Provided entries:
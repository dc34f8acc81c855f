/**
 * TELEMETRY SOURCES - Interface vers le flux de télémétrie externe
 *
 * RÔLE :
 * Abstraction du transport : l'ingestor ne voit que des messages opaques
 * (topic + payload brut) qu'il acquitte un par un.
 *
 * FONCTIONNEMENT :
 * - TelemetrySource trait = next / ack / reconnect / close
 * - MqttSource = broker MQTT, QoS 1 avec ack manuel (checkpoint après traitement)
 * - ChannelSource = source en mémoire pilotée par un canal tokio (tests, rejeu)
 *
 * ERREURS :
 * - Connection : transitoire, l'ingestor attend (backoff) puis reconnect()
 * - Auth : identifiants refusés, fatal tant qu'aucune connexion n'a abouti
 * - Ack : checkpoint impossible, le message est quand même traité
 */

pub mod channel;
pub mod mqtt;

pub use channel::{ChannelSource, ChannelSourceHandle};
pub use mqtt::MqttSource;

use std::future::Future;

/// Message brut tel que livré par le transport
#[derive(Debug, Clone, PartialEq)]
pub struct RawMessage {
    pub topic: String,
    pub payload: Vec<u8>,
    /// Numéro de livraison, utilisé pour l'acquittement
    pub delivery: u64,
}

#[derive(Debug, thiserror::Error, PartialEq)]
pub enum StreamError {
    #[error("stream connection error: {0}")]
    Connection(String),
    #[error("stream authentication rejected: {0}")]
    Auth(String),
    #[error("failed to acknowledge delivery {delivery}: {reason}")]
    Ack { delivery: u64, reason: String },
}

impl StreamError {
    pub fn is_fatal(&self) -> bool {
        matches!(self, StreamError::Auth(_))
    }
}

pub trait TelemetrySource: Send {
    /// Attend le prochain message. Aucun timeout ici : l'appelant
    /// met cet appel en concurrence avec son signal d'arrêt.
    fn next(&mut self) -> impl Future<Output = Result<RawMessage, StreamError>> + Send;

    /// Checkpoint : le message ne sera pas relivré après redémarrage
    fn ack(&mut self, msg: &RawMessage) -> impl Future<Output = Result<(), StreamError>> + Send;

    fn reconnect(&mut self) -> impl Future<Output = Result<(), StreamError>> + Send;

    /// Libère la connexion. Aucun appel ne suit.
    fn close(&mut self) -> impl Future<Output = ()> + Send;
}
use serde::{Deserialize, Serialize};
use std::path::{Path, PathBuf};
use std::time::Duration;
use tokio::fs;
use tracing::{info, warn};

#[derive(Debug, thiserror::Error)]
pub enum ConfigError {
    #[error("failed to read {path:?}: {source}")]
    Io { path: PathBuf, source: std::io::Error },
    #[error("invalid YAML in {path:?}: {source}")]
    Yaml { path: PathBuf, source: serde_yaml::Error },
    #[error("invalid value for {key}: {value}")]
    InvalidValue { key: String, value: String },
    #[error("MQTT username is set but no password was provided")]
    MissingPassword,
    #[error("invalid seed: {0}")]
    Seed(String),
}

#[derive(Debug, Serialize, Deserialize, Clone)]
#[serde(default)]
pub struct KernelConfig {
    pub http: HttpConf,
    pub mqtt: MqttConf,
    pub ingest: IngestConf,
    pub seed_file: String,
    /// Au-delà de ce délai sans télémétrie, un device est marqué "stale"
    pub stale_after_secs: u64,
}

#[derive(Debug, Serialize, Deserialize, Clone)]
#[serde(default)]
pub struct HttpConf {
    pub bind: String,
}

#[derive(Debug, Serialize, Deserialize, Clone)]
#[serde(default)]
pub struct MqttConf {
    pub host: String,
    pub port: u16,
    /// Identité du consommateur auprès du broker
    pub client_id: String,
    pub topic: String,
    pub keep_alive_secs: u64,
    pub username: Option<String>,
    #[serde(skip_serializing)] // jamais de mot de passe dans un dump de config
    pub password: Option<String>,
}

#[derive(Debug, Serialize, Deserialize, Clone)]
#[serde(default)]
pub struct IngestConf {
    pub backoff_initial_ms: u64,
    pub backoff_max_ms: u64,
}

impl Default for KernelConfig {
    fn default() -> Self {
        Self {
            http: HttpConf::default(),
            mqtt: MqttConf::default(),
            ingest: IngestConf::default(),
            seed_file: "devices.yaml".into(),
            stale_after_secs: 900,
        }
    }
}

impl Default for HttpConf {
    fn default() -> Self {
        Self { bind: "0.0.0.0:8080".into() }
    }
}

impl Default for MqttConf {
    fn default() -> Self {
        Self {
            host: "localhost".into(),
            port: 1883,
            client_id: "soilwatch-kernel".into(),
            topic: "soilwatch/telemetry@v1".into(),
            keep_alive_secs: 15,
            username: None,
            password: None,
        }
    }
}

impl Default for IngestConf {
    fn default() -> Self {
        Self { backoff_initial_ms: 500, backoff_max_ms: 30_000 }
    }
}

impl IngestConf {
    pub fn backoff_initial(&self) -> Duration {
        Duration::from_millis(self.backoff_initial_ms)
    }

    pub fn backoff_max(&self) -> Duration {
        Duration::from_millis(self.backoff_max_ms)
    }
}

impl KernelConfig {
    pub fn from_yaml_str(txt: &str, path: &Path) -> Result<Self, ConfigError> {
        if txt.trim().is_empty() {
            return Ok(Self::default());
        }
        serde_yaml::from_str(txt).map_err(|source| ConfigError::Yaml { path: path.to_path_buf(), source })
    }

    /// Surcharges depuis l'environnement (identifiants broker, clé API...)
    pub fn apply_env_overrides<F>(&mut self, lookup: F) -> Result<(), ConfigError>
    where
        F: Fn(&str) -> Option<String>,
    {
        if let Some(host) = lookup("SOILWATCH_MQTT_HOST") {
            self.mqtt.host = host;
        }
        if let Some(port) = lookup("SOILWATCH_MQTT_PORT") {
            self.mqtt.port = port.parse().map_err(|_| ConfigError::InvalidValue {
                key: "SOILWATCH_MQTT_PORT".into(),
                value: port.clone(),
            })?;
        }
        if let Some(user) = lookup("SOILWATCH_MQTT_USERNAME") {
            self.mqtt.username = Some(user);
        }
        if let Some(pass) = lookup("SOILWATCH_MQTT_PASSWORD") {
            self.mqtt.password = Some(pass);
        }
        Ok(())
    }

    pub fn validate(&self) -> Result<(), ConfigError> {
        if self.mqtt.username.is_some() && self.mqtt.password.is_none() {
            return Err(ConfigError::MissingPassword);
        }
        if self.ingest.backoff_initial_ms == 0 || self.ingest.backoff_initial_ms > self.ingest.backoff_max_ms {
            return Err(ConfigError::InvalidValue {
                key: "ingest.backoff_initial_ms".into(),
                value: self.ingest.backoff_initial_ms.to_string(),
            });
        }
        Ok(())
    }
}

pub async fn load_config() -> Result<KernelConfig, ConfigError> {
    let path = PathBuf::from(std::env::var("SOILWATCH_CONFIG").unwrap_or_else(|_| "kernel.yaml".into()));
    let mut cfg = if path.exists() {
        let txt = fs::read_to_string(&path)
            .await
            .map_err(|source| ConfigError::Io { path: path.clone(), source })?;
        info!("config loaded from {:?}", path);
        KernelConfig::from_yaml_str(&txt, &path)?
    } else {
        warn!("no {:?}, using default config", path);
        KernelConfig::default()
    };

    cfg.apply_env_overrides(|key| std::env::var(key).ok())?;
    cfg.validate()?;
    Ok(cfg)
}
* * *
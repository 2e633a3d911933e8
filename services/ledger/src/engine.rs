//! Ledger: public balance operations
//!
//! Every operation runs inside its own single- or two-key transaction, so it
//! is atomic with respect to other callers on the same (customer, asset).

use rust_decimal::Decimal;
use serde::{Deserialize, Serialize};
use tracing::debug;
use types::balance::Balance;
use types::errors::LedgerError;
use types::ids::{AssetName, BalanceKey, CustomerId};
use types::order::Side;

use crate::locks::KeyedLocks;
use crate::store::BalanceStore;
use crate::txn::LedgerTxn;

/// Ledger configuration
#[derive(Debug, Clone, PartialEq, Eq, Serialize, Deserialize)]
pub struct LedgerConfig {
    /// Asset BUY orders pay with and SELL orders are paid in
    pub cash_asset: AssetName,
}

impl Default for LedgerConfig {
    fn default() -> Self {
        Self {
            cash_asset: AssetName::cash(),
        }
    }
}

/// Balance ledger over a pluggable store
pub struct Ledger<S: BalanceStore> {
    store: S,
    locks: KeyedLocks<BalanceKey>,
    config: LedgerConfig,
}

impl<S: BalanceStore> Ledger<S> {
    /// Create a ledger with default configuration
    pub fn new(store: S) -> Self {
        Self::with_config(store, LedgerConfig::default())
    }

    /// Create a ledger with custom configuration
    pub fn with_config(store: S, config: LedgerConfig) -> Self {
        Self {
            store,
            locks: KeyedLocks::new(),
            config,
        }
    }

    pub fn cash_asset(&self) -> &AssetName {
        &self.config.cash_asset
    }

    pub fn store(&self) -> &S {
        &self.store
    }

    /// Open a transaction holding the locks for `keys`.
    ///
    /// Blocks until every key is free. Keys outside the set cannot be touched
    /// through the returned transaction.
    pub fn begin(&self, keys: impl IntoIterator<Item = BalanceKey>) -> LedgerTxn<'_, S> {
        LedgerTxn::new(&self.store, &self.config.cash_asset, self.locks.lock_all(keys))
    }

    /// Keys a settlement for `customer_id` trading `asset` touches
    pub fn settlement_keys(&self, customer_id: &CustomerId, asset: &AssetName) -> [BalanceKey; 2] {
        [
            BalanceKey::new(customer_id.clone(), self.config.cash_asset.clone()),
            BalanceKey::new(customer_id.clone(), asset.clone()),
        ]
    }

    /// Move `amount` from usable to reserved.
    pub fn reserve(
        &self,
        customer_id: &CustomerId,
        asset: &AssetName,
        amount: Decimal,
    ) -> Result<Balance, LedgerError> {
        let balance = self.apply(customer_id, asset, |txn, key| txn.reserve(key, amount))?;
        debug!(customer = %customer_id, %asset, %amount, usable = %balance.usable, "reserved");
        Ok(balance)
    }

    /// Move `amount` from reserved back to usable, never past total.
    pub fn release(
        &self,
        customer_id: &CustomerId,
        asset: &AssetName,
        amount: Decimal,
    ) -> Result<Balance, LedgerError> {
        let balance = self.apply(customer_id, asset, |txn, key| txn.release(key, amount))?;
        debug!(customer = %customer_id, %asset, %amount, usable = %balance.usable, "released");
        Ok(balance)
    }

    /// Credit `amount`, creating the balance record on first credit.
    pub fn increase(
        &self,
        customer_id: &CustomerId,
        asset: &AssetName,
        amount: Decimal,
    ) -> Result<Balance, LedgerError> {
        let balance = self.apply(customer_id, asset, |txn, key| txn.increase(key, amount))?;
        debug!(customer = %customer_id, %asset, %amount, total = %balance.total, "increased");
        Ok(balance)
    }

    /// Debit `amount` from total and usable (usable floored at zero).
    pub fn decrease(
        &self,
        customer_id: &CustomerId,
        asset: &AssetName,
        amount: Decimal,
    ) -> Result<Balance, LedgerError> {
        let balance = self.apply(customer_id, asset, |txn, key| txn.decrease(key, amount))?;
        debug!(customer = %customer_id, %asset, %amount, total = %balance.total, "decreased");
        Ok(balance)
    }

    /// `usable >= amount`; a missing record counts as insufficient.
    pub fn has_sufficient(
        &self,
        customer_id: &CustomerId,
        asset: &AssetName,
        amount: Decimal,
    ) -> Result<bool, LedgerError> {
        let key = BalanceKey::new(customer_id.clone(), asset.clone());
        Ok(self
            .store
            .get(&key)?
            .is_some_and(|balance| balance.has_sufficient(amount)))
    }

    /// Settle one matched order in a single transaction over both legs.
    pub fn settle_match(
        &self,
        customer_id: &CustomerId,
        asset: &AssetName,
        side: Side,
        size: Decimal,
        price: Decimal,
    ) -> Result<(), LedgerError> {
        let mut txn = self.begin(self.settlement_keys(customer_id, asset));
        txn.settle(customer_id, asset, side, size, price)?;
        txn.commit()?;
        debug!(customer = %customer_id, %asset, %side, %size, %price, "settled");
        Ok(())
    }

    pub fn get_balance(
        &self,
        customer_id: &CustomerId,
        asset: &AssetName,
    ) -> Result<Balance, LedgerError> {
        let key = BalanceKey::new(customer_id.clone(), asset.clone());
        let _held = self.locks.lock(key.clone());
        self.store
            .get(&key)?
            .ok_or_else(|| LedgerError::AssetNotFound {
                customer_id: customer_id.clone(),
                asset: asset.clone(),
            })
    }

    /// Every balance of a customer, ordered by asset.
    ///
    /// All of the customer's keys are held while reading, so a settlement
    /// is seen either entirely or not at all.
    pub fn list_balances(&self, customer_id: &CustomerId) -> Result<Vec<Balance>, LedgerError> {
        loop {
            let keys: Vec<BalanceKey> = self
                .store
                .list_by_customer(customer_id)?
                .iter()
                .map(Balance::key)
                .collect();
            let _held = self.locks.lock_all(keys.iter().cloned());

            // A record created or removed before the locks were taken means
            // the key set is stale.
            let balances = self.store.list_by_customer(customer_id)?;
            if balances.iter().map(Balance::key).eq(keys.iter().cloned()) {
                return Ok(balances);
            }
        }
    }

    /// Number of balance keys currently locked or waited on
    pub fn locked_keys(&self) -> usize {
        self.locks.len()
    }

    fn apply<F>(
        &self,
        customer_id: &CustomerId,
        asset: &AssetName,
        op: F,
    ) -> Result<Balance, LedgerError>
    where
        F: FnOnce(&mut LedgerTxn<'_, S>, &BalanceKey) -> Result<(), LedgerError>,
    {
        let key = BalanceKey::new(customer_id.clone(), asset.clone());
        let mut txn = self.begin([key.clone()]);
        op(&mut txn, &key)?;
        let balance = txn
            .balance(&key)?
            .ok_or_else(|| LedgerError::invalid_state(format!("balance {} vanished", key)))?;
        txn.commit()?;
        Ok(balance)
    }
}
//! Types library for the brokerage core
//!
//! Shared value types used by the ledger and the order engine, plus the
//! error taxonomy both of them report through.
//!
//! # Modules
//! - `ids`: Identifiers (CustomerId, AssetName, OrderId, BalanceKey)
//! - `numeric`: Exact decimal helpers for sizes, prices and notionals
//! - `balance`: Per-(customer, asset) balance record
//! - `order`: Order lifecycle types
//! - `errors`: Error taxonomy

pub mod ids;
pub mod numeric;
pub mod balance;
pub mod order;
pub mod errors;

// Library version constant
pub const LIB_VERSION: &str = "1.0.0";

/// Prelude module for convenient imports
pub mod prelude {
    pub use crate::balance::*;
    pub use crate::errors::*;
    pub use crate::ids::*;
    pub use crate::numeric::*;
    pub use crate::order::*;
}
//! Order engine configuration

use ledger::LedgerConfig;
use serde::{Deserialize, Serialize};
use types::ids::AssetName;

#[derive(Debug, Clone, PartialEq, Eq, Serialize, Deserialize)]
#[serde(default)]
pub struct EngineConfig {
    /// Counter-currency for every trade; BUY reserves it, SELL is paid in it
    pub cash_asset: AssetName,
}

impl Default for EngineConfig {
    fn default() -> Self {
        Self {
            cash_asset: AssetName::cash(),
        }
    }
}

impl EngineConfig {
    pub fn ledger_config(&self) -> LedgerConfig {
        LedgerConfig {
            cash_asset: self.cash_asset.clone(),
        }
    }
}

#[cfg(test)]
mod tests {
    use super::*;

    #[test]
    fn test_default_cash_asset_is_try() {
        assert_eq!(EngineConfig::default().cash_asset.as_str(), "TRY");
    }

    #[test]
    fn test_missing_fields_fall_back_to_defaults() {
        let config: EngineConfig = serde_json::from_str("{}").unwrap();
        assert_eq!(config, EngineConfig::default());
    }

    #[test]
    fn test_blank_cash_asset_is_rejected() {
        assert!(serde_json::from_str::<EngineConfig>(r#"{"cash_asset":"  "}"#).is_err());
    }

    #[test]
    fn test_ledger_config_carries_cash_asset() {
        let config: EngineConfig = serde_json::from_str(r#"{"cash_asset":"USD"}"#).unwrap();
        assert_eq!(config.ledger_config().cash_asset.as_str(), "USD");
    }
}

About this task: Return all lines in the entries above that carry the word "close".

Solution below:
 * - TelemetrySource trait = next / ack / reconnect / close
    fn close(&mut self) -> impl Future<Output = ()> + Send;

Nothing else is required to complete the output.